Atlanta has horrible congestion because the density is too low, and there aren't any good alternatives to freeways. (lack of decent surface streets). However, I checked the traffic info a couple of times, and it didn't look too bad to me. Same counts for Houston, but this city is just simply too large for the number of inhabitants. Very inefficient land usage over there. The city could have been half the size almost if every now-unused corner would have been build.

About Dallas, I think the agglomeration is rather densely (for American standards, better than Houston), but the city didn't grow evenly. Almost all new urban developments took place along the north side, while the southern side almost didn't grow. This means an unevenly distributed traffic flow. Besides that, Dallas doesn't have that many wide freeways like Houston has.

Well, Los Angeles is pretty clear, as said in that article I posted a while ago, the current capacity is 1/3rd too short to handle the traffic demand. The agglomeration is just so huge, and still growing like hell.

The major problem in US cities with congestion is first geography, (lakes, major rivers, mountain ranges, coastlines (Chicago, Saint Louis, Los Angeles, New York). That's why cities like Kansas City, Nashville, Indianapolis, Oklahoma City or San Antonio only suffer from light to zero congestion.

To encounter the PT vs roadway problem. The Netherlands invest 10 times as much in Public Transportation as in roadways (relative), but traffic is much worse than most US metropolitan area's. The average Dutch rushhour totals 200 - 250 miles of traffic jam, more than in New York, which has 6 million people more in the agglomeration. There is just no way public transportation can even relief traffic jams in the current mostly low-density setup.
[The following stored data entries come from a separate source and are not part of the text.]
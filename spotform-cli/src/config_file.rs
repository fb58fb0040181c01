//! Configuration file (spotform.json)
//!
//! ```json
//! {
//!   "provider": { "account": "act-12345" },
//!   "resources": [
//!     { "type": "spotinst_health_check", "name": "web", "attributes": { ... } }
//!   ]
//! }
//! ```

use std::collections::HashSet;
use std::path::{Path, PathBuf};

use anyhow::{Context, Result, bail};
use serde::Deserialize;
use spotform_core::resource::{Resource, Value};
use spotform_provider_spotinst::ConfigSource;
use spotform_state::LocalBackend;

pub const DEFAULT_CONFIG_FILE: &str = "spotform.json";

#[derive(Debug, Deserialize)]
#[serde(deny_unknown_fields)]
pub struct ConfigFile {
    #[serde(default)]
    pub provider: ConfigSource,
    #[serde(default)]
    resources: Vec<ResourceBlock>,
}

#[derive(Debug, Deserialize)]
#[serde(deny_unknown_fields)]
struct ResourceBlock {
    #[serde(rename = "type")]
    resource_type: String,
    name: String,
    #[serde(default)]
    attributes: serde_json::Map<String, serde_json::Value>,
}

impl ConfigFile {
    pub fn load(path: &Path) -> Result<Self> {
        let content = std::fs::read_to_string(path)
            .with_context(|| format!("failed to read {}", path.display()))?;
        Self::parse(&content).with_context(|| format!("failed to parse {}", path.display()))
    }

    pub fn parse(content: &str) -> Result<Self> {
        let file: ConfigFile = serde_json::from_str(content)?;

        let mut seen = HashSet::new();
        for block in &file.resources {
            if block.resource_type.is_empty() || block.name.is_empty() {
                bail!("resource type and name must not be empty");
            }
            if !seen.insert((&block.resource_type, &block.name)) {
                bail!(
                    "resource {}.{} is declared more than once",
                    block.resource_type,
                    block.name
                );
            }
        }
        Ok(file)
    }

    /// Declared resources in file order; null attributes are treated as unset
    pub fn resources(&self) -> Vec<Resource> {
        self.resources
            .iter()
            .map(|block| Resource {
                attributes: block
                    .attributes
                    .iter()
                    .filter_map(|(k, v)| Value::from_json(v).map(|v| (k.clone(), v)))
                    .collect(),
                ..Resource::new(&block.resource_type, &block.name)
            })
            .collect()
    }
}

/// State file kept next to the configuration file
pub fn state_path(config_path: &Path) -> PathBuf {
    config_path
        .parent()
        .unwrap_or(Path::new(""))
        .join(LocalBackend::DEFAULT_STATE_FILE)
}

#[cfg(test)]
mod tests {
    use super::*;
    use spotform_core::resource::ResourceId;

    #[test]
    fn parses_provider_and_resources() {
        let file = ConfigFile::parse(
            r#"{
                "provider": {"account": "act-1", "create_timeout_secs": 120},
                "resources": [
                    {
                        "type": "spotinst_health_check",
                        "name": "web",
                        "attributes": {
                            "resource_id": "sig-1",
                            "proxy_port": 80,
                            "check": [{"protocol": "http", "port": 80}]
                        }
                    }
                ]
            }"#,
        )
        .unwrap();

        assert_eq!(file.provider.account.as_deref(), Some("act-1"));
        assert_eq!(file.provider.create_timeout_secs, Some(120));

        let resources = file.resources();
        assert_eq!(resources.len(), 1);
        assert_eq!(
            resources[0].id,
            ResourceId::new("spotinst_health_check", "web")
        );
        assert_eq!(resources[0].attributes["proxy_port"], Value::Int(80));
        assert!(matches!(resources[0].attributes["check"], Value::List(_)));
    }

    #[test]
    fn null_attributes_are_unset() {
        let file = ConfigFile::parse(
            r#"{"resources": [{"type": "spotinst_multai_balancer", "name": "lb",
                "attributes": {"name": "lb", "scheme": null}}]}"#,
        )
        .unwrap();

        let resources = file.resources();
        assert!(!resources[0].attributes.contains_key("scheme"));
        assert_eq!(file.provider, ConfigSource::default());
    }

    #[test]
    fn duplicate_resources_are_rejected() {
        let err = ConfigFile::parse(
            r#"{"resources": [
                {"type": "spotinst_health_check", "name": "web"},
                {"type": "spotinst_health_check", "name": "web"}
            ]}"#,
        )
        .unwrap_err();
        assert!(err.to_string().contains("declared more than once"));
    }

    #[test]
    fn unknown_keys_are_rejected() {
        assert!(ConfigFile::parse(r#"{"providers": {}}"#).is_err());
    }

    #[test]
    fn state_lives_next_to_config() {
        assert_eq!(
            state_path(Path::new("infra/spotform.json")),
            Path::new("infra/spotform.state.json")
        );
        assert_eq!(
            state_path(Path::new("spotform.json")),
            Path::new("spotform.state.json")
        );
    }
}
Like I said, that's why it works in Manhattan, but not in Houston or Atlanta.

If you want to solve traffic jams with public transportation, you'll need such a large network, which is much more unaffordable than building some freeways, talking about cost-prohibitive.

Besides that, the Freeway system was mostly build in the 1960's. The U.S. had 180,000,000 inhabitants back then. Right now, there are over 300,000,000 inhabitants, but the freeways didn't grow as much as the population did, resulting in major traffic congestion in some area's. Add that to the fact that most metropolitan areas are huge, and give no other option than drive. That's how the cards are dealt, and that's also not gonna change that much.

Last edited by ChrisZwolle; June 18th, 2008 at 12:22 PM.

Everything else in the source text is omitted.